L'Uso del Video nel Trattamento Psicoterapeutico di Pazienti Tossicodipendenti

Linda Root Fortini

Psicologa, Psicoterapeuta dell'Azienda Sanitaria 10 di Firenze
Membro ordinario e Docente con funzioni di training dell'A.F.P.P.



Sappiamo che non basta eliminare il ricorso alle droghe nella vita di una persona che abusa di sostanze stupefacenti perché essa ritorni "sana" in quanto lo svincolo dalla tossicodipendenza non può avvenire senza l'acquisizione da parte della persona di una consapevolezza della propria condizione tossicomanica e senza una sua disponibilità ad accettare di mettersi in contatto con la sofferenza psichica.
Siamo di fronte ad una psicopatologia complessa che tende a paralizzare le potenzialità di crescita e a distorcere la cognizione della realtà. Questi pazienti sentono qualsiasi contatto umano come una minaccia o un pericolo per cui tendono a mantenere un distanziamento emotivo. Non sono capaci di avere relazioni interpersonali e di chiedere aiuto né tanto meno di saperlo utilizzare.
"Una caratteristica paradossale del lavoro con questi pazienti è l'inaccessibilità del soggetto che......rimane a lungo inafferrabile emotivamente. Il suo sintomo tossicomanico non è sentito come un disagio mentre è l'allontanamento da esso a causare malessere" (Root Fortini 1986).
La tecnica di comunicazione attraverso un mezzo audio-visivo può essere uno strumento alternativo e complementare al setting psicoterapeutico per pazienti difficili da raggiungere e refrattari al cambiamento che sono riusciti a raggiungere un auto-controllo sull'uso delle sostanze stupefacenti.
Con l'assunzione di sostanze stupefacenti il tossicodipendente cerca di sopprimere la consapevolezza della propria esistenza e di favorire il soddisfacimento immediato di bisogni che percepisce come legati solamente a sensazioni del corpo. Questo particolare funzionamento della mente che dirotta la sofferenza nell'area del corpo svolge un'azione difensiva contro l'angoscia derivata dalla paura di un mondo interno vissuto come ostile e persecutorio. Per evitare di mettersi in contatto con i sentimenti e le emozioni il tossicodipendente stabilisce un rapporto distorto e fittizio con la realtà. Da questa organizzazione difensiva il tossicodipendente diventa a sua volta sempre più dipendente.
Lo scarico delle tensioni emotive che si accumulano dentro alla persona in modo caotico e dispersivo avviene attraverso una modalità primitiva di comunicazione: l'acting-out. Con l'acting- out il paziente tende a privilegiare una messa-in-scena che veicola all'esterno ciò che egli non può mettere in parole.
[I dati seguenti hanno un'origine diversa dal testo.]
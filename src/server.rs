//! 파일 이름 요청 리스너
//!
//! 잘 알려진 포트에서 FILENAME_REQUEST를 받아, 원본 파일을 열 수 있으면
//! 전송마다 새 UDP 소켓과 tokio 태스크로 [`SenderSession`]을 띄운다.
//! 열 수 없거나 요청이 잘못됐으면 FILENAME_BAD로 답하고 계속 듣는다 (상태 없음).

use std::net::{Ipv4Addr, Ipv6Addr, SocketAddr};
use std::path::{Component, Path, PathBuf};
use std::sync::Arc;

use bytes::Bytes;
use dashmap::DashMap;
use tokio::fs::File;
use tokio::net::UdpSocket;
use tracing::{debug, info, warn};

use crate::connection::Connection;
use crate::file::ChunkReader;
use crate::pdu::{decode, FilenameRequest, Flag, Pdu};
use crate::sender::SenderSession;
use crate::transport::{ErrorInjector, UdpTransport};
use crate::{Config, Result, MAX_PDU_LEN};

/// FILENAME_BAD 페이로드
const FILENAME_BAD_TEXT: &[u8] = b"file not found";

/// 리스너
#[derive(Debug)]
pub struct Server {
    socket: UdpSocket,
    config: Config,
    root: PathBuf,

    /// 진행 중인 전송의 클라이언트 주소
    active: Arc<DashMap<SocketAddr, ()>>,
}

impl Server {
    /// `addr`에 바인딩, `root` 아래 파일만 제공
    pub async fn bind(addr: SocketAddr, config: Config, root: impl Into<PathBuf>) -> Result<Self> {
        config.validate()?;
        let socket = UdpSocket::bind(addr).await?;
        Ok(Self {
            socket,
            config,
            root: root.into(),
            active: Arc::new(DashMap::new()),
        })
    }

    /// 바인딩된 리스너 주소
    pub fn local_addr(&self) -> Result<SocketAddr> {
        Ok(self.socket.local_addr()?)
    }

    /// 진행 중인 전송 수
    pub fn active_transfers(&self) -> usize {
        self.active.len()
    }

    /// 요청 수신 루프
    pub async fn run(&self) -> Result<()> {
        info!("리스너 시작: {}", self.local_addr()?);
        let mut buf = vec![0u8; MAX_PDU_LEN + 1];

        loop {
            let (len, from) = match self.socket.recv_from(&mut buf).await {
                Ok(received) => received,
                Err(e) => {
                    warn!("수신 에러: {}", e);
                    continue;
                }
            };

            if let Err(e) = self.handle_datagram(&buf[..len], from).await {
                warn!("{} 요청 처리 에러: {}", from, e);
            }
        }
    }

    async fn handle_datagram(&self, datagram: &[u8], from: SocketAddr) -> Result<()> {
        let pdu = match decode(datagram) {
            Ok(pdu) => pdu,
            Err(e) => {
                debug!("{}에서 온 패킷 폐기: {}", from, e);
                return Ok(());
            }
        };

        if pdu.flag != Flag::FilenameRequest {
            debug!("리스너에서 무시: {} from {}", pdu.flag, from);
            return Ok(());
        }
        if self.active.contains_key(&from) {
            debug!("{}: 진행 중인 전송의 재전송 요청 무시", from);
            return Ok(());
        }

        let request = match FilenameRequest::from_bytes(&pdu.payload) {
            Ok(request) => request,
            Err(e) => {
                warn!("{}: 잘못된 파일 이름 요청: {}", from, e);
                return self.refuse(from, Bytes::from(e.to_string())).await;
            }
        };

        let Some(file) = self.open_source(&request.filename).await else {
            info!("{}: 파일 없음 '{}'", from, request.filename);
            return self
                .refuse(from, Bytes::from_static(FILENAME_BAD_TEXT))
                .await;
        };

        self.spawn_transfer(from, request, file).await
    }

    /// 리스너 소켓에서 FILENAME_BAD 응답
    async fn refuse(&self, to: SocketAddr, status: Bytes) -> Result<()> {
        let bad = Pdu::new(0, Flag::FilenameBad, status);
        self.socket.send_to(&bad.to_bytes(), to).await?;
        Ok(())
    }

    /// `root` 아래 일반 파일만 연다
    async fn open_source(&self, filename: &str) -> Option<File> {
        let path = resolve(&self.root, filename)?;
        let file = File::open(&path).await.ok()?;
        let metadata = file.metadata().await.ok()?;
        metadata.is_file().then_some(file)
    }

    async fn spawn_transfer(
        &self,
        client: SocketAddr,
        request: FilenameRequest,
        file: File,
    ) -> Result<()> {
        let bind_addr: SocketAddr = if self.local_addr()?.is_ipv4() {
            (Ipv4Addr::UNSPECIFIED, 0).into()
        } else {
            (Ipv6Addr::UNSPECIFIED, 0).into()
        };
        let socket = UdpSocket::bind(bind_addr).await?;

        let transport = ErrorInjector::new(
            UdpTransport::new(socket, client),
            self.config.error_rate,
            self.config.error_seed,
        );
        let conn = Connection::new(
            transport,
            request.window_size,
            request.buffer_size,
            self.config.retry_policy(),
        );
        let mut session = SenderSession::new(conn, ChunkReader::new(file));

        info!(
            "{}: '{}' 전송 (window={}, buffer={})",
            client, request.filename, request.window_size, request.buffer_size
        );
        self.active.insert(client, ());

        let active = self.active.clone();
        let filename = request.filename;
        tokio::spawn(async move {
            match session.run().await {
                Ok(stats) => info!("{}: '{}' 완료 | {}", client, filename, stats.summary()),
                Err(e) => warn!("{}: '{}' 실패: {}", client, filename, e),
            }
            active.remove(&client);
        });

        Ok(())
    }
}

/// 요청 파일 이름을 `root` 기준 경로로
///
/// 절대 경로나 `..`가 들어간 이름은 거부한다.
fn resolve(root: &Path, filename: &str) -> Option<PathBuf> {
    let relative = Path::new(filename);
    let safe = relative
        .components()
        .all(|c| matches!(c, Component::Normal(_) | Component::CurDir));
    let named = relative
        .components()
        .any(|c| matches!(c, Component::Normal(_)));
    if !safe || !named {
        return None;
    }
    Some(root.join(relative))
}
//! 수신 재조립 버퍼
//!
//! 순서가 어긋나 도착한 패킷을 `seq mod capacity` 슬롯에 보관했다가,
//! 빠진 패킷이 채워지면 연속된 패킷을 한 번에 꺼낸다 (flush).

use std::collections::HashMap;

use bytes::Bytes;

use crate::pdu::Flag;

/// 도착한 시퀀스 번호 분류
#[derive(Debug, Clone, Copy, PartialEq, Eq)]
pub enum Classification {
    /// `seq == expected`
    InOrder,

    /// `seq > expected` (앞에 빠진 패킷이 있음)
    Future,

    /// `seq < expected` (이미 전달됨)
    Duplicate,
}

/// 버퍼에 보관된 패킷
#[derive(Debug, Clone)]
pub struct BufferedPacket {
    pub seq: u32,
    pub flag: Flag,
    pub payload: Bytes,
}

/// 수신 재조립 버퍼 (연결 하나가 독점 소유)
#[derive(Debug)]
pub struct ReceiverBuffer {
    capacity: u32,
    expected: u32,
    highest_seen: i64,
    /// 슬롯 번호 -> 보관 패킷, 보관 중인 패킷 수만큼만 차지한다
    slots: HashMap<usize, BufferedPacket>,
}

impl ReceiverBuffer {
    /// # Panics
    ///
    /// `capacity`가 0이면 패닉.
    pub fn new(capacity: u32) -> Self {
        assert!(capacity >= 1, "buffer capacity must be at least 1");
        Self {
            capacity,
            expected: 0,
            highest_seen: -1,
            slots: HashMap::new(),
        }
    }

    /// 버퍼 슬롯 수
    pub fn capacity(&self) -> u32 {
        self.capacity
    }

    /// 다음에 순서대로 전달할 시퀀스
    pub fn expected(&self) -> u32 {
        self.expected
    }

    /// 버퍼에 넣은 가장 큰 시퀀스 (없으면 -1)
    pub fn highest_seen(&self) -> i64 {
        self.highest_seen
    }

    fn index(&self, seq: u32) -> usize {
        (seq % self.capacity) as usize
    }

    /// 시퀀스 번호 분류
    pub fn classify(&self, seq: u32) -> Classification {
        if seq == self.expected {
            Classification::InOrder
        } else if seq < self.expected {
            Classification::Duplicate
        } else {
            Classification::Future
        }
    }

    /// 아직 전달되지 않은 항목을 덮어쓰지 않고 보관할 수 있는지
    pub fn in_window(&self, seq: u32) -> bool {
        seq >= self.expected && (seq as u64) < self.expected as u64 + self.capacity as u64
    }

    /// `expected` 이후에 보관된 패킷이 있는지 (빈 자리 존재)
    pub fn has_gap(&self) -> bool {
        self.highest_seen >= self.expected as i64
    }

    /// 패킷 보관
    ///
    /// 같은 슬롯의 이전 항목은 덮어쓴다. 슬롯 재사용은 capacity만큼 전달이
    /// 끝난 뒤에만 가능하므로 이전 항목은 이미 지난 시퀀스다.
    pub fn buffer(&mut self, seq: u32, flag: Flag, payload: Bytes) {
        let index = self.index(seq);
        self.slots.insert(index, BufferedPacket { seq, flag, payload });

        if seq as i64 > self.highest_seen {
            self.highest_seen = seq as i64;
        }
    }

    /// 네트워크에서 바로 전달한 in-order 패킷 소비
    pub fn advance_expected(&mut self) {
        self.expected += 1;
    }

    /// `expected` 슬롯에 그 시퀀스의 패킷이 있는지 (소비하지 않음)
    pub fn has_expected_ready(&self) -> bool {
        self.slots
            .get(&self.index(self.expected))
            .map_or(false, |packet| packet.seq == self.expected)
    }

    /// 보관 중인 패킷 수
    pub fn buffered(&self) -> usize {
        self.slots.len()
    }

    /// `expected` 패킷을 꺼내고 `expected` 증가
    ///
    /// 없으면 `None` (에러 아님).
    pub fn try_fetch_expected(&mut self) -> Option<BufferedPacket> {
        if !self.has_expected_ready() {
            return None;
        }
        let index = self.index(self.expected);
        let packet = self.slots.remove(&index)?;
        self.expected += 1;
        Some(packet)
    }
}

#[cfg(test)]
mod tests {
    use super::*;

    fn data(seq: u32) -> Bytes {
        Bytes::from(format!("packet-{}", seq))
    }

    #[test]
    fn test_classify() {
        let mut buffer = ReceiverBuffer::new(4);
        assert_eq!(buffer.classify(0), Classification::InOrder);
        assert_eq!(buffer.classify(2), Classification::Future);
        buffer.advance_expected();
        buffer.advance_expected();
        assert_eq!(buffer.classify(1), Classification::Duplicate);
        assert_eq!(buffer.classify(2), Classification::InOrder);
    }

    #[test]
    fn test_in_order_arrivals_fetch_one_each() {
        let mut buffer = ReceiverBuffer::new(4);
        for seq in 0..12 {
            buffer.buffer(seq, Flag::Data, data(seq));
            let packet = buffer.try_fetch_expected().unwrap();
            assert_eq!(packet.seq, seq);
            assert_eq!(packet.payload, data(seq));
            assert!(buffer.try_fetch_expected().is_none());
        }
        assert_eq!(buffer.expected(), 12);
    }

    #[test]
    fn test_gap_fill_flushes_contiguous_run() {
        let mut buffer = ReceiverBuffer::new(4);
        buffer.advance_expected(); // 0 전달

        buffer.buffer(2, Flag::Data, data(2));
        buffer.buffer(3, Flag::Data, data(3));
        assert!(buffer.has_gap());
        assert!(!buffer.has_expected_ready());
        assert!(buffer.try_fetch_expected().is_none());

        buffer.buffer(1, Flag::DataResent, data(1));
        let flushed: Vec<u32> = std::iter::from_fn(|| buffer.try_fetch_expected())
            .map(|p| p.seq)
            .collect();
        assert_eq!(flushed, vec![1, 2, 3]);
        assert_eq!(buffer.expected(), 4);
        assert!(!buffer.has_gap());
    }

    #[test]
    fn test_duplicate_leaves_state_untouched() {
        let mut buffer = ReceiverBuffer::new(4);
        for seq in 0..3 {
            buffer.buffer(seq, Flag::Data, data(seq));
            buffer.try_fetch_expected().unwrap();
        }
        buffer.buffer(5, Flag::Data, data(5));
        let expected = buffer.expected();
        let highest = buffer.highest_seen();

        assert_eq!(buffer.classify(0), Classification::Duplicate);
        assert_eq!(buffer.expected(), expected);
        assert_eq!(buffer.highest_seen(), highest);
        assert_eq!(buffer.slots[&1].seq, 5);
    }

    #[test]
    fn test_stale_slot_not_fetched() {
        let mut buffer = ReceiverBuffer::new(2);
        // 슬롯 0에 seq 2가 들어있어도 expected 0과 다르면 꺼내지 않음
        buffer.buffer(2, Flag::Data, data(2));
        assert!(!buffer.has_expected_ready());
        assert!(buffer.try_fetch_expected().is_none());
    }

    #[test]
    fn test_in_window() {
        let mut buffer = ReceiverBuffer::new(4);
        buffer.advance_expected();
        assert!(buffer.in_window(1));
        assert!(buffer.in_window(4));
        assert!(!buffer.in_window(5));
        assert!(!buffer.in_window(0));
    }

    #[test]
    fn test_buffered_eof_keeps_flag() {
        let mut buffer = ReceiverBuffer::new(4);
        buffer.buffer(1, Flag::Eof, Bytes::new());
        buffer.advance_expected();
        let packet = buffer.try_fetch_expected().unwrap();
        assert_eq!(packet.flag, Flag::Eof);
    }

    #[test]
    fn test_far_future_packet_takes_one_slot() {
        let mut buffer = ReceiverBuffer::new(crate::MAX_WINDOW_SIZE - 1);
        assert!(buffer.in_window(20_000_000));
        buffer.buffer(20_000_000, Flag::Data, Bytes::from_static(b"x"));

        assert_eq!(buffer.buffered(), 1);
        assert!(buffer.has_gap());
        assert!(buffer.try_fetch_expected().is_none());
    }

    #[test]
    fn test_fetch_releases_slot() {
        let mut buffer = ReceiverBuffer::new(8);
        buffer.buffer(1, Flag::Data, data(1));
        buffer.buffer(2, Flag::Data, data(2));
        assert_eq!(buffer.buffered(), 2);

        buffer.advance_expected();
        buffer.try_fetch_expected().unwrap();
        assert_eq!(buffer.buffered(), 1);
        buffer.try_fetch_expected().unwrap();
        assert_eq!(buffer.buffered(), 0);
    }
}
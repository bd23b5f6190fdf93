//! # Extraction Properties
//!
//! Payload shapes are not under the bridge's control, so the extractors
//! must be total over arbitrary JSON and every DID they return must already
//! be normalized.

use credbridge_issuance::extract::{
    extract_credential_id, extract_issuer_did, extract_issuer_name, extract_subject_did,
    resolve_credential,
};
use credbridge_issuance::metadata::MetadataBuilder;
use proptest::prelude::*;
use serde_json::{json, Map, Value};

const KEYS: &[&str] = &[
    "vc",
    "credential",
    "credentials",
    "data",
    "did",
    "subject",
    "subjectID",
    "subjectDid",
    "credentialSubject",
    "id",
    "identifier",
    "issuer",
    "issuerDid",
    "issuerID",
    "name",
    "profileID",
    "credentialIDs",
    "metadata",
];

fn arb_payload() -> impl Strategy<Value = Value> {
    let leaf = prop_oneof![
        Just(Value::Null),
        any::<bool>().prop_map(Value::Bool),
        any::<i32>().prop_map(|n| json!(n)),
        "( |did:|DID:|Did:)?[x-z0-9]{0,6}(:[a-z0-9]{1,6})? ?".prop_map(Value::String),
    ];
    leaf.prop_recursive(4, 64, 6, |inner| {
        prop_oneof![
            prop::collection::vec(inner.clone(), 0..4).prop_map(Value::Array),
            prop::collection::vec((prop::sample::select(KEYS), inner), 0..6).prop_map(|pairs| {
                let mut map = Map::new();
                for (k, v) in pairs {
                    map.insert(k.to_string(), v);
                }
                Value::Object(map)
            }),
        ]
    })
}

fn assert_normalized(did: &Option<String>) -> Result<(), TestCaseError> {
    if let Some(did) = did {
        prop_assert!(!did.is_empty());
        prop_assert_eq!(did.trim(), did.as_str());
        let head = did.get(..4).unwrap_or("");
        prop_assert!(!head.eq_ignore_ascii_case("did:"), "unstripped prefix in {}", did);
    }
    Ok(())
}

proptest! {
    #[test]
    fn extractors_are_total_and_normalize(payload in arb_payload()) {
        let credential = resolve_credential(&payload);
        assert_normalized(&extract_subject_did(&payload, credential))?;
        assert_normalized(&extract_issuer_did(&payload, credential))?;
        let _ = extract_issuer_name(&payload, credential);
        let _ = extract_credential_id(credential, &[&payload]);
    }

    #[test]
    fn metadata_always_builds_an_object(raw in arb_payload()) {
        let mut builder = MetadataBuilder::from_raw(Some(&raw));
        builder.ensure_str("txnid", Some("T"));
        let built = builder.build();
        prop_assert!(built.is_object());
        prop_assert!(built.get("txnid").is_some());
    }
}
Se da una parte l'acting-out prende il sopravvento sul pensiero e contribuisce a perpetuare nella persona un'immagine di sé falsa che per sopravvivere ha sempre più bisogno di cecità, dall'altra sembra essere l'unica maniera per il paziente di comunicare qualcosa di sé. Questo linguaggio "attivo" e pre-verbale va ascoltato e tradotto nel suo significato nascosto.
Stiamo parlando di un quadro clinico che consiste in un funzionamento mentale difettoso, basato sull'evasione dalla realtà (interna ed esterna) che ostacola la capacità di simbolizzare e danneggia lo sviluppo della fantasia, una funzione innata che, secondo la Klein (1930), è alla base di tutti i processi mentali.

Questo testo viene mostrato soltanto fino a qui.